Control is at the heart of the issue, said Yildirim, who studies social networks and their influence on society. Who decides what constitutes misinformation or disinformation? Who decides what kind of content needs moderating? And how should that moderation be done?
Social Media and the Free Market
In the case before the Supreme Court, state leaders in Missouri, Louisiana, and five individual social media users filed a lawsuit in a lower court, accusing the Biden administration of violating the First Amendment by conducting a campaign of coercion to force platforms to take down content related to public health and elections. The Supreme Court ruled 6-3 that the plaintiffs had no legal standing to bring the case because they failed to provide sufficient evidence to back up their claims. Writing for the majority, Justice Amy Coney Barrett said that although the government played a role in some of the moderation decisions, the platforms “exercised their own judgment.”
Yildirim said the decision is based on a technicality, so it doesn’t get stakeholders any closer to settling the question over content moderation. The United States could continue a free-market approach that allows the platforms to dictate content based on consumer behavior, or it could pursue a controlled approach through regulations and other legal safeguards.
“The debate will continue because we do not have current guidelines or laws to regulate content, and we’ll see potentially more debate as we get closer to the election.”— Pinar Yildirim
Yildirim cited the Network Enforcement Act in Germany that requires social media platforms to remove hate content and false information. Since the law passed in 2017, there’s been a measurable decline of online hate speech, particularly anti-refugee content, she said. Researchers have also found a decrease in offline incidents of hate crimes.
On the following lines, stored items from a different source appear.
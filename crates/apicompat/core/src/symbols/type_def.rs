// Dotlanth
// Copyright (C) 2025 Synerthink

// This program is free software: you can redistribute it and/or modify
// it under the terms of the GNU Affero General Public License as published by
// the Free Software Foundation, either version 3 of the License, or
// (at your option) any later version.

// This program is distributed in the hope that it will be useful,
// but WITHOUT ANY WARRANTY; without even the implied warranty of
// MERCHANTABILITY or FITNESS FOR A PARTICULAR PURPOSE.  See the
// GNU Affero General Public License for more details.

// You should have received a copy of the GNU Affero General Public License
// along with this program.  If not, see <http://www.gnu.org/licenses/>.

//! Type definitions

use super::attribute::{AttributeSymbol, has_attribute};
use super::member::MemberSymbol;
use super::{GenericParameter, Visibility};
use serde::{Deserialize, Serialize};
use std::fmt;

/// Classification of a type definition
#[derive(Debug, Clone, Copy, PartialEq, Eq, Hash, Serialize, Deserialize, Default)]
#[serde(rename_all = "snake_case")]
pub enum TypeKind {
    #[default]
    Class,
    Struct,
    Interface,
    Enum,
    Delegate,
}

impl fmt::Display for TypeKind {
    fn fmt(&self, f: &mut fmt::Formatter<'_>) -> fmt::Result {
        let text = match self {
            TypeKind::Class => "class",
            TypeKind::Struct => "struct",
            TypeKind::Interface => "interface",
            TypeKind::Enum => "enum",
            TypeKind::Delegate => "delegate",
        };
        f.write_str(text)
    }
}

/// A type definition
///
/// Nested types carry their declaring chain in `name`, joined by `+`
/// (`Outer+Inner`), and share the namespace of their outermost type.
#[derive(Debug, Clone, PartialEq, Serialize, Deserialize)]
pub struct TypeSymbol {
    #[serde(default)]
    pub namespace: String,
    pub name: String,
    #[serde(default)]
    pub kind: TypeKind,
    #[serde(default)]
    pub visibility: Visibility,
    #[serde(default)]
    pub generic_parameters: Vec<GenericParameter>,
    #[serde(default)]
    pub is_abstract: bool,
    #[serde(default)]
    pub is_sealed: bool,
    /// Full name of the direct base type
    #[serde(default)]
    pub base_type: Option<String>,
    /// Full names of every implemented interface, inherited ones included
    #[serde(default)]
    pub interfaces: Vec<String>,
    #[serde(default)]
    pub enum_underlying_type: Option<String>,
    #[serde(default)]
    pub attributes: Vec<AttributeSymbol>,
    #[serde(default)]
    pub members: Vec<MemberSymbol>,
    #[serde(default)]
    pub nested_types: Vec<TypeSymbol>,
}

impl TypeSymbol {
    pub fn new(kind: TypeKind, namespace: impl Into<String>, name: impl Into<String>) -> Self {
        Self {
            namespace: namespace.into(),
            name: name.into(),
            kind,
            visibility: Visibility::Public,
            generic_parameters: Vec::new(),
            is_abstract: false,
            is_sealed: false,
            base_type: None,
            interfaces: Vec::new(),
            enum_underlying_type: None,
            attributes: Vec::new(),
            members: Vec::new(),
            nested_types: Vec::new(),
        }
    }

    pub fn class(namespace: impl Into<String>, name: impl Into<String>) -> Self {
        Self::new(TypeKind::Class, namespace, name).with_base_type("System.Object")
    }

    pub fn structure(namespace: impl Into<String>, name: impl Into<String>) -> Self {
        let mut ty = Self::new(TypeKind::Struct, namespace, name).with_base_type("System.ValueType");
        ty.is_sealed = true;
        ty
    }

    pub fn interface(namespace: impl Into<String>, name: impl Into<String>) -> Self {
        let mut ty = Self::new(TypeKind::Interface, namespace, name);
        ty.is_abstract = true;
        ty
    }

    pub fn enumeration(namespace: impl Into<String>, name: impl Into<String>, underlying: impl Into<String>) -> Self {
        let mut ty = Self::new(TypeKind::Enum, namespace, name).with_base_type("System.Enum");
        ty.is_sealed = true;
        ty.enum_underlying_type = Some(underlying.into());
        ty
    }

    pub fn with_visibility(mut self, visibility: Visibility) -> Self {
        self.visibility = visibility;
        self
    }

    pub fn with_base_type(mut self, base: impl Into<String>) -> Self {
        self.base_type = Some(base.into());
        self
    }

    pub fn with_interface(mut self, interface: impl Into<String>) -> Self {
        self.interfaces.push(interface.into());
        self
    }

    pub fn with_generic_parameter(mut self, name: impl Into<String>) -> Self {
        self.generic_parameters.push(GenericParameter::new(name));
        self
    }

    pub fn with_member(mut self, member: MemberSymbol) -> Self {
        self.members.push(member);
        self
    }

    pub fn with_nested_type(mut self, nested: TypeSymbol) -> Self {
        self.nested_types.push(nested);
        self
    }

    pub fn with_attribute(mut self, attribute: AttributeSymbol) -> Self {
        self.attributes.push(attribute);
        self
    }

    pub fn abstract_(mut self) -> Self {
        self.is_abstract = true;
        self
    }

    pub fn sealed(mut self) -> Self {
        self.is_sealed = true;
        self
    }

    /// `Namespace.Name`, or just `Name` in the global namespace
    pub fn full_name(&self) -> String {
        if self.namespace.is_empty() {
            self.name.clone()
        } else {
            format!("{}.{}", self.namespace, self.name)
        }
    }

    pub fn generic_arity(&self) -> usize {
        self.generic_parameters.len()
    }

    pub fn is_nested(&self) -> bool {
        self.name.contains('+')
    }

    pub fn is_interface(&self) -> bool {
        self.kind == TypeKind::Interface
    }

    pub fn is_enum(&self) -> bool {
        self.kind == TypeKind::Enum
    }

    pub fn has_attribute(&self, type_name: &str) -> bool {
        has_attribute(&self.attributes, type_name)
    }

    /// Static classes are abstract and sealed at the metadata level
    pub fn is_static(&self) -> bool {
        self.is_abstract && self.is_sealed
    }

    /// Can a type outside the assembly derive from this one
    pub fn is_effectively_sealed(&self) -> bool {
        if self.is_sealed || self.kind != TypeKind::Class {
            return self.kind != TypeKind::Interface;
        }
        let has_visible_ctor = self
            .members
            .iter()
            .any(|m| m.is_constructor() && !m.is_static && m.visibility.is_visible_outside_assembly());
        let declares_ctor = self.members.iter().any(|m| m.is_constructor() && !m.is_static);
        declares_ctor && !has_visible_ctor
    }
}

#[cfg(test)]
mod tests {
    use super::*;
    use crate::symbols::MemberSymbol;

    #[test]
    fn test_full_name() {
        assert_eq!(TypeSymbol::class("A.B", "C").full_name(), "A.B.C");
        assert_eq!(TypeSymbol::class("", "C").full_name(), "C");
        assert!(TypeSymbol::class("A", "C+D").is_nested());
    }

    #[test]
    fn test_effectively_sealed_without_visible_ctor() {
        let open = TypeSymbol::class("N", "Open").with_member(MemberSymbol::constructor());
        let closed = TypeSymbol::class("N", "Closed").with_member(MemberSymbol::constructor().with_visibility(Visibility::Assembly));
        assert!(!open.is_effectively_sealed());
        assert!(closed.is_effectively_sealed());
        assert!(TypeSymbol::structure("N", "S").is_effectively_sealed());
        assert!(!TypeSymbol::interface("N", "I").is_effectively_sealed());
    }
}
“The purpose of these regulations is not necessarily to give government power over what issues are top of mind, but also to protect individuals,” she said. “This is why it becomes really difficult to decide what’s the right thing to do. We want to protect individuals, and individuals have very different preferences on what they want from the government.”
Even if policymakers design regulatory protections that are well intended, she said, there’s nothing to prevent a subsequent administration from manipulating the restrictions to their own advantage.
Yildirim noted that the topic of censorship is as old as government itself. History is littered with examples of political leaders exerting influence over traditional forms of media. In the modern era, that tension is complicated by new media, including generative AI and deep fakes, and the documented mental health toll that social media is taking on some users, particularly children and teens.
“As a result of all these potential issues, we will see more debates and we’ll see more proposals on trying to regulate content on social media through the government,” she noted. “That being said, we don’t always think that high-level, top-down regulations are more effective to protect individuals, compared to letting markets decide.”